Accounting Standards Update No. 2016-13 - Financial Instruments - Measurement of Credit Losses on Financial Instruments (“ASU 2016-13”). On June 16, 2016, the FASB issued ASU 2016-13, which will significantly change how entities measure and recognize credit impairment for many financial assets. Under this standard, the new current expected credit loss model will require entities to immediately recognize an estimate of credit losses expected to occur over the remaining life of the financial assets that are in the scope of the standard. This new guidance also made targeted amendments to the current impairment model for available for sale debt securities. This guidance will be effective for the Company for the fiscal years beginning after December 15, 2019, including interim periods within those fiscal years. Early adoption for fiscal years and interim periods beginning after December 15, 2018 is permitted. We are in the process of evaluating this guidance and its effect on our consolidated balance sheets, statements of income, and cash flows. We have developed an implementation plan which includes assessment of processes, portfolio segmentation, model development, system requirements, and the identification of data and resource needs to implement this standard.

7


 

Accounting Standards Update No. 2016-02 - Leases (“ASU 2016-02”). On February 25, 2016, the FASB issued guidance that requires recognition of lease assets and lease liabilities on the statement of condition and disclosure of key information about leasing arrangements. In particular, this guidance requires a lessee of operating or finance leases to recognize on the statement of condition a liability to make lease payments and a right-of-use asset representing its right to use the underlying asset for the lease term. However, for leases with a term of 12 months or less, a lessee is permitted to make an accounting policy election not to recognize lease assets and lease liabilities. Under previous GAAP, a lessee was not required to recognize lease assets and lease liabilities arising from operating leases on the statement of condition. The guidance became effective for the Company on January 1, 2019. Also in July 2018, the FASB issued Accounting Standards Update No. 2018-11, “Targeted Improvements” (“ASU 2018-11”), to allow an optional transition method in which the provisions of Topic 842 would be applied upon the adoption date and would not have to be retroactively applied to the earliest reporting period presented in the consolidated financial statements. Using the optional transition method discussed above, the Company adopted the new lease guidance on January 1, 2019 and recorded a right-of-use asset of $32.9 million and a corresponding net lease liability.

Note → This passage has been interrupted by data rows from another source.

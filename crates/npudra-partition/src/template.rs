//! Partition templates and the per-model template catalog.
//!
//! A template is a named (AI-core, memory) quota a slice may be carved
//! with. Which templates a card supports depends on its model family,
//! matched by substring against the model name reported by discovery.

use std::collections::BTreeMap;

use serde::{Deserialize, Serialize};
use tracing::warn;

use npudra_core::config::{FamilyConfig, TemplateConfig};

/// A named vNPU partition size.
#[derive(Debug, Clone, PartialEq, Eq, Hash, Serialize, Deserialize)]
pub struct PartitionTemplate {
    pub name: String,
    pub ai_core: u32,
    pub memory_gb: u32,
}

impl PartitionTemplate {
    pub fn new(name: &str, ai_core: u32, memory_gb: u32) -> Self {
        Self {
            name: name.to_string(),
            ai_core,
            memory_gb,
        }
    }

    /// Whether this template covers the requested quantities.
    pub fn satisfies(&self, ai_core: u32, memory_gb: u32) -> bool {
        self.ai_core >= ai_core && self.memory_gb >= memory_gb
    }

    /// Wasted capacity if this template serves the request.
    fn waste(&self, ai_core: u32, memory_gb: u32) -> u32 {
        (self.ai_core - ai_core) + (self.memory_gb - memory_gb)
    }
}

/// Models whose name contains `model_match` support `templates`.
#[derive(Debug, Clone, PartialEq, Eq, Serialize, Deserialize)]
pub struct TemplateFamily {
    pub model_match: String,
    pub templates: Vec<String>,
}

/// All templates known to the driver, keyed by name.
#[derive(Debug, Clone, PartialEq, Eq, Serialize, Deserialize)]
pub struct TemplateCatalog {
    templates: BTreeMap<String, PartitionTemplate>,
    families: Vec<TemplateFamily>,
}

impl TemplateCatalog {
    /// Build a catalog from templates and families. Family entries naming an
    /// unknown template are dropped.
    pub fn new(templates: Vec<PartitionTemplate>, families: Vec<TemplateFamily>) -> Self {
        let templates: BTreeMap<String, PartitionTemplate> = templates
            .into_iter()
            .map(|t| (t.name.clone(), t))
            .collect();
        let families = families
            .into_iter()
            .map(|mut family| {
                family.templates.retain(|name| {
                    let known = templates.contains_key(name);
                    if !known {
                        warn!(family = %family.model_match, template = %name, "family references unknown template");
                    }
                    known
                });
                family
            })
            .collect();
        Self {
            templates,
            families,
        }
    }

    /// The built-in catalog for Ascend 910 and 310P cards.
    pub fn builtin() -> Self {
        Self::new(
            vec![
                PartitionTemplate::new("vir02", 2, 2),
                PartitionTemplate::new("vir04", 4, 4),
                PartitionTemplate::new("vir08", 8, 8),
                PartitionTemplate::new("vir16", 16, 16),
                PartitionTemplate::new("vir01", 1, 3),
                PartitionTemplate::new("vir02_1c", 2, 6),
                PartitionTemplate::new("vir04_3c", 4, 12),
            ],
            vec![
                TemplateFamily {
                    model_match: "Ascend910".to_string(),
                    templates: vec!["vir02", "vir04", "vir08", "vir16"]
                        .into_iter()
                        .map(String::from)
                        .collect(),
                },
                TemplateFamily {
                    model_match: "Ascend310P".to_string(),
                    templates: vec!["vir01", "vir02_1c", "vir04_3c"]
                        .into_iter()
                        .map(String::from)
                        .collect(),
                },
            ],
        )
    }

    /// Build from the driver config, falling back to the built-in catalog
    /// when the config defines no templates.
    pub fn from_config(
        templates: Option<&[TemplateConfig]>,
        families: Option<&[FamilyConfig]>,
    ) -> Self {
        let Some(templates) = templates else {
            return Self::builtin();
        };
        Self::new(
            templates
                .iter()
                .map(|t| PartitionTemplate::new(&t.name, t.aicore, t.memory_gb))
                .collect(),
            families
                .unwrap_or_default()
                .iter()
                .map(|f| TemplateFamily {
                    model_match: f.model_match.clone(),
                    templates: f.templates.clone(),
                })
                .collect(),
        )
    }

    pub fn get(&self, name: &str) -> Option<&PartitionTemplate> {
        self.templates.get(name)
    }

    #[cfg(test)]
    fn len(&self) -> usize {
        self.templates.len()
    }

    /// Templates supported by a model: the union over every matching family.
    pub fn templates_for_model(&self, model: &str) -> BTreeMap<String, PartitionTemplate> {
        self.families
            .iter()
            .filter(|family| model.contains(&family.model_match))
            .flat_map(|family| family.templates.iter())
            .filter_map(|name| self.templates.get(name))
            .map(|t| (t.name.clone(), t.clone()))
            .collect()
    }
}

impl Default for TemplateCatalog {
    fn default() -> Self {
        Self::builtin()
    }
}

/// Best-fit search: the smallest template covering both quantities.
///
/// Candidates are visited in name order and only a strictly smaller waste
/// replaces the current pick, so ties go to the lexicographically first name.
pub fn best_fit(
    templates: &BTreeMap<String, PartitionTemplate>,
    ai_core: u32,
    memory_gb: u32,
) -> Option<&PartitionTemplate> {
    let mut best: Option<(&PartitionTemplate, u32)> = None;
    for template in templates.values() {
        if !template.satisfies(ai_core, memory_gb) {
            continue;
        }
        let waste = template.waste(ai_core, memory_gb);
        if best.is_none_or(|(_, best_waste)| waste < best_waste) {
            best = Some((template, waste));
        }
    }
    best.map(|(template, _)| template)
}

Accounting Standards Update No. 2014-09 - Revenue from Contracts with Customers (“ASU 2014-09”). On May 28, 2014, the FASB issued Accounting Standards Update (“ASU”) No. 2014-09, “Revenue from Contracts with Customers,” which requires an entity to recognize the amount of revenue to which it expects to be entitled for the transfer of promised goods or services to customers. The new guidance supersedes current U.S. GAAP guidance on revenue recognition and requires the use of more estimates and judgments than the current revenue standards. Topic 606 does not apply to revenue associated with financial instruments, including revenue from loans and securities. In addition, certain noninterest income streams, such as fees associated with mortgage servicing rights, financial guarantees, derivatives, and certain credit card fees, are also not in scope of the new guidance.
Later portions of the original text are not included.